Find the string "TracingReporter" in the material. Copy every line that has it.

^^^^^^^^

use axum::http::StatusCode;
use serde_json::json;
use thiserror::Error;

use crate::gateway::Reply;
use crate::upstream::UpstreamError;

/// Every way a proxy request can end without a successful relay.
#[derive(Debug, Error)]
pub enum GatewayError {
    #[error("Method not allowed")]
    MethodNotAllowed,
    #[error("Server misconfiguration")]
    Misconfigured,
    #[error("Akses Ditolak: Kode Akses Salah atau Tidak Ada")]
    AccessDenied,
    #[error("Unknown action")]
    UnknownAction,
    #[error(transparent)]
    Upstream(#[from] UpstreamError),
    #[error("{0}")]
    InvalidPayload(#[from] serde_json::Error),
}

impl GatewayError {
    pub fn status(&self) -> StatusCode {
        match self {
            Self::MethodNotAllowed => StatusCode::METHOD_NOT_ALLOWED,
            Self::Misconfigured => StatusCode::INTERNAL_SERVER_ERROR,
            Self::AccessDenied => StatusCode::UNAUTHORIZED,
            Self::UnknownAction => StatusCode::BAD_REQUEST,
            Self::Upstream(_) | Self::InvalidPayload(_) => StatusCode::INTERNAL_SERVER_ERROR,
        }
    }

    pub fn into_reply(self) -> Reply {
        Reply::json(self.status(), json!({ "error": self.to_string() }))
    }
}

#[cfg(test)]
mod tests {
    use super::*;

    #[test]
    fn test_status_mapping() {
        assert_eq!(GatewayError::MethodNotAllowed.status(), StatusCode::METHOD_NOT_ALLOWED);
        assert_eq!(GatewayError::Misconfigured.status(), StatusCode::INTERNAL_SERVER_ERROR);
        assert_eq!(GatewayError::AccessDenied.status(), StatusCode::UNAUTHORIZED);
        assert_eq!(GatewayError::UnknownAction.status(), StatusCode::BAD_REQUEST);
    }

    #[test]
    fn test_upstream_error_reply_carries_message() {
        let err = GatewayError::from(UpstreamError::Status {
            upstream: "GitHub Delete",
            status: StatusCode::CONFLICT,
        });
        let reply = err.into_reply();
        assert_eq!(reply.status, StatusCode::INTERNAL_SERVER_ERROR);
        assert_eq!(
            reply.body,
            Some(json!({"error": "GitHub Delete Error: Conflict"}))
        );
    }
}
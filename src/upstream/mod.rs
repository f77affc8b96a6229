pub mod gemini;
pub mod github;
pub mod telegram;

use reqwest::{RequestBuilder, Response, StatusCode};
use serde_json::Value;
use thiserror::Error;
use tracing::debug;

pub use gemini::GeminiClient;
pub use github::GithubClient;
pub use telegram::TelegramClient;

/// Failure talking to one of the upstream APIs.
///
/// Transport and decode errors are stored without their URL, since Telegram
/// and Gemini carry credentials in the request URL.
#[derive(Debug, Error)]
pub enum UpstreamError {
    #[error("{upstream} Error: {}", status_text(.status))]
    Status {
        upstream: &'static str,
        status: StatusCode,
    },
    #[error("{upstream} request failed: {source}")]
    Transport {
        upstream: &'static str,
        #[source]
        source: reqwest::Error,
    },
    #[error("{upstream} base URL is invalid: {message}")]
    BaseUrl {
        upstream: &'static str,
        message: String,
    },
    #[error("{upstream} returned an unreadable response: {source}")]
    Decode {
        upstream: &'static str,
        #[source]
        source: reqwest::Error,
    },
}

/// Reason phrase for `status`, or the bare code if it has none.
fn status_text(status: &StatusCode) -> String {
    status
        .canonical_reason()
        .map(str::to_string)
        .unwrap_or_else(|| status.as_u16().to_string())
}

/// Send `request` and fail on any non-2xx status.
pub(crate) async fn send(
    upstream: &'static str,
    request: RequestBuilder,
) -> Result<Response, UpstreamError> {
    let response = request
        .send()
        .await
        .map_err(|e| UpstreamError::Transport {
            upstream,
            source: e.without_url(),
        })?;

    let status = response.status();
    debug!("{} responded with {}", upstream, status);
    if !status.is_success() {
        return Err(UpstreamError::Status { upstream, status });
    }
    Ok(response)
}

/// Decode the upstream body as JSON without interpreting it.
pub(crate) async fn json(upstream: &'static str, response: Response) -> Result<Value, UpstreamError> {
    response
        .json::<Value>()
        .await
        .map_err(|e| UpstreamError::Decode {
            upstream,
            source: e.without_url(),
        })
}

/// Join `base` and `path` with exactly one slash between them.
pub(crate) fn endpoint(base: &str, path: &str) -> String {
    format!("{}/{}", base.trim_end_matches('/'), path.trim_start_matches('/'))
}

#[cfg(test)]
mod tests {
    use super::*;

    #[test]
    fn test_status_error_uses_reason_phrase() {
        let err = UpstreamError::Status {
            upstream: "GitHub",
            status: StatusCode::NOT_FOUND,
        };
        assert_eq!(err.to_string(), "GitHub Error: Not Found");
    }

    #[test]
    fn test_status_error_without_reason_phrase() {
        let err = UpstreamError::Status {
            upstream: "Gemini",
            status: StatusCode::from_u16(599).unwrap(),
        };
        assert_eq!(err.to_string(), "Gemini Error: 599");
    }

    #[test]
    fn test_endpoint_joins_single_slash() {
        assert_eq!(endpoint("https://api.github.com/", "/repos"), "https://api.github.com/repos");
        assert_eq!(endpoint("http://127.0.0.1:8080", "bot1:a/getMe"), "http://127.0.0.1:8080/bot1:a/getMe");
    }
}
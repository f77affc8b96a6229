mod action;
mod config;
mod error;
mod gateway;
mod report;
mod server;
mod upstream;

use std::path::PathBuf;
use std::sync::Arc;

use anyhow::{Context, Result};
use tracing::{info, warn};
use tracing_subscriber::{layer::SubscriberExt, util::SubscriberInitExt};

use crate::config::Config;
use crate::gateway::Gateway;
use crate::report::TracingReporter;

#[tokio::main]
async fn main() -> Result<()> {
    // Initialize logging
    tracing_subscriber::registry()
        .with(
            tracing_subscriber::EnvFilter::try_from_default_env()
                .unwrap_or_else(|_| "info,keyrelay=debug".into()),
        )
        .with(tracing_subscriber::fmt::layer())
        .init();

    // Load configuration
    let config_path = std::env::args()
        .nth(1)
        .map(PathBuf::from)
        .unwrap_or_else(|| PathBuf::from("config.toml"));

    info!("Loading configuration from: {}", config_path.display());
    let config = Config::load(&config_path)
        .with_context(|| format!("Failed to load config from {}", config_path.display()))?;

    info!("Configuration loaded successfully");
    info!("  GitHub API: {}", config.github.api_url);
    info!("  Telegram API: {}", config.telegram.api_url);
    info!("  Gemini model: {}", config.gemini.model);
    if config.access_code().is_none() {
        warn!("ACCESS_CODE is not set; every proxy request will be refused");
    }
    for (name, missing) in [
        ("GITHUB_TOKEN", config.github.token.is_empty()),
        ("TELEGRAM_TOKEN", config.telegram.bot_token.is_empty()),
        ("GEMINI_API_KEY", config.gemini.api_key.is_empty()),
    ] {
        if missing {
            warn!("{} is not set; its upstream will reject relayed calls", name);
        }
    }

    let gateway = Arc::new(Gateway::new(&config, Arc::new(TracingReporter)));
    let app = server::router(gateway, config.server.max_body_bytes);

    let listener = tokio::net::TcpListener::bind(&config.server.listen)
        .await
        .with_context(|| format!("Failed to bind to {}", config.server.listen))?;

    info!(
        "Proxy listening on http://{}{}",
        config.server.listen,
        server::PROXY_PATH
    );

    axum::serve(listener, app)
        .with_graceful_shutdown(async {
            let _ = tokio::signal::ctrl_c().await;
            info!("Shutting down");
        })
        .await
        .context("Server error")?;

    Ok(())
}
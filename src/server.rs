use std::sync::Arc;

use axum::{
    body::Bytes,
    extract::{DefaultBodyLimit, State},
    http::{header, HeaderMap, HeaderValue, Method},
    middleware,
    response::{IntoResponse, Response},
    routing::any,
    Json, Router,
};
use tracing::Instrument;
use uuid::Uuid;

use crate::gateway::{Gateway, Reply};

/// Route the frontend posts to.
pub const PROXY_PATH: &str = "/api/proxy";

const ALLOW_HEADERS: &str = "X-CSRF-Token, X-Requested-With, Accept, Accept-Version, \
    Content-Length, Content-MD5, Content-Type, Date, X-Api-Version";

/// Build the router. Every response, including rejections from extractors,
/// goes out with the permissive CORS headers.
pub fn router(gateway: Arc<Gateway>, max_body_bytes: usize) -> Router {
    Router::new()
        .route(PROXY_PATH, any(proxy))
        .layer(DefaultBodyLimit::max(max_body_bytes))
        .layer(middleware::map_response(with_cors))
        .with_state(gateway)
}

async fn proxy(State(gateway): State<Arc<Gateway>>, method: Method, body: Bytes) -> Response {
    let span = tracing::info_span!("proxy", request_id = %Uuid::new_v4(), %method);
    gateway.handle(&method, &body).instrument(span).await.into_response()
}

impl IntoResponse for Reply {
    fn into_response(self) -> Response {
        match self.body {
            Some(body) => (self.status, Json(body)).into_response(),
            None => self.status.into_response(),
        }
    }
}

async fn with_cors(mut response: Response) -> Response {
    apply_cors(response.headers_mut());
    response
}

fn apply_cors(headers: &mut HeaderMap) {
    headers.insert(
        header::ACCESS_CONTROL_ALLOW_CREDENTIALS,
        HeaderValue::from_static("true"),
    );
    headers.insert(
        header::ACCESS_CONTROL_ALLOW_ORIGIN,
        HeaderValue::from_static("*"),
    );
    headers.insert(
        header::ACCESS_CONTROL_ALLOW_METHODS,
        HeaderValue::from_static("GET,OPTIONS,PATCH,DELETE,POST,PUT"),
    );
    headers.insert(
        header::ACCESS_CONTROL_ALLOW_HEADERS,
        HeaderValue::from_static(ALLOW_HEADERS),
    );
}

^^^^^^^^

__REPLY__
use crate::report::TracingReporter;
    let gateway = Arc::new(Gateway::new(&config, Arc::new(TracingReporter)));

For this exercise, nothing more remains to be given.